▶ [EXERCISE REQUIREMENTS] The entries are to be written out again with no differences.

+++

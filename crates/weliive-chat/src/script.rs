// SPDX-FileCopyrightText: 2026 Weliive Contributors
// SPDX-License-Identifier: MIT OR Apache-2.0

//! Canned conversation data.

use weliive_core::Sender;

/// One line of a replay script.
#[derive(Debug, Clone, PartialEq, Eq)]
pub struct ScriptedMessage {
    pub text: String,
    pub sender: Sender,
}

impl ScriptedMessage {
    pub fn new(text: impl Into<String>, sender: Sender) -> Self {
        Self {
            text: text.into(),
            sender,
        }
    }
}

/// Questions a visitor typically asks during a live visit.
const BUYER_QUESTIONS: &[&str] = &[
    "Quel est le prix de cet appartement ?",
    "L'appartement est-il disponible immédiatement ?",
    "Je souhaite visiter cette semaine si possible.",
    "Quel est le montant du loyer mensuel ?",
    "Y a-t-il des charges supplémentaires ?",
    "Je suis prêt à acheter si le prix est correct.",
    "Pouvez-vous me donner plus de détails sur le quartier ?",
    "Quel est le prix final avec toutes les charges ?",
];

/// The default replay script: eight visitor messages, replayed in a loop.
pub fn default_script() -> Vec<ScriptedMessage> {
    BUYER_QUESTIONS
        .iter()
        .map(|text| ScriptedMessage::new(*text, Sender::User))
        .collect()
}

/// Replies sent by the seller side after a visitor message.
pub const AUTO_RESPONSES: &[&str] = &[
    "Merci pour votre message. Je vous répondrai dans les plus brefs délais.",
    "Je prends note de votre demande et vous recontacterai rapidement.",
    "Votre message a bien été reçu. Nous vous répondrons sous peu.",
];

/// First message shown when the live view opens.
pub const GREETING: &str = "Bonjour ! Je suis intéressé par votre appartement.";

/// Posted when the seller handles a hot-lead alert.
pub const HOT_LEAD_HANDLED: &str = "✅ Alerte Hot Lead traitée - Contact prioritaire activé";

/// Posted when the visitor submits an offer.
pub const OFFER_SENT: &str = "Une offre a été envoyée !";

#[cfg(test)]
mod tests {
    use super::*;

    #[test]
    fn default_script_is_all_user_messages() {
        let script = default_script();
        assert_eq!(script.len(), 8);
        assert!(script.iter().all(|m| m.sender == Sender::User));
        assert!(script[0].text.contains("prix"));
    }
}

+++

▶ [WRITTEN RESPONSE]
filename crates/weliive-chat/src/script.rs
// SPDX-FileCopyrightText: 2026 Weliive Contributors
// SPDX-License-Identifier: MIT OR Apache-2.0

//! Canned conversation data.

use weliive_core::Sender;

/// One line of a replay script.
#[derive(Debug, Clone, PartialEq, Eq)]
pub struct ScriptedMessage {
    pub text: String,
    pub sender: Sender,
}

impl ScriptedMessage {
    pub fn new(text: impl Into<String>, sender: Sender) -> Self {
        Self {
            text: text.into(),
            sender,
        }
    }
}

/// Questions a visitor typically asks during a live visit.
const BUYER_QUESTIONS: &[&str] = &[
    "Quel est le prix de cet appartement ?",
    "L'appartement est-il disponible immédiatement ?",
    "Je souhaite visiter cette semaine si possible.",
    "Quel est le montant du loyer mensuel ?",
    "Y a-t-il des charges supplémentaires ?",
    "Je suis prêt à acheter si le prix est correct.",
    "Pouvez-vous me donner plus de détails sur le quartier ?",
    "Quel est le prix final avec toutes les charges ?",
];

/// The default replay script: eight visitor messages, replayed in a loop.
pub fn default_script() -> Vec<ScriptedMessage> {
    BUYER_QUESTIONS
        .iter()
        .map(|text| ScriptedMessage::new(*text, Sender::User))
        .collect()
}

/// Replies sent by the seller side after a visitor message.
pub const AUTO_RESPONSES: &[&str] = &[
    "Merci pour votre message. Je vous répondrai dans les plus brefs délais.",
    "Je prends note de votre demande et vous recontacterai rapidement.",
    "Votre message a bien été reçu. Nous vous répondrons sous peu.",
];

/// First message shown when the live view opens.
pub const GREETING: &str = "Bonjour ! Je suis intéressé par votre appartement.";

/// Posted when the seller handles a hot-lead alert.
pub const HOT_LEAD_HANDLED: &str = "✅ Alerte Hot Lead traitée - Contact prioritaire activé";

/// Posted when the visitor submits an offer.
pub const OFFER_SENT: &str = "Une offre a été envoyée !";

#[cfg(test)]
mod tests {
    use super::*;

    #[test]
    fn default_script_is_all_user_messages() {
        let script = default_script();
        assert_eq!(script.len(), 8);
        assert!(script.iter().all(|m| m.sender == Sender::User));
        assert!(script[0].text.contains("prix"));
    }
}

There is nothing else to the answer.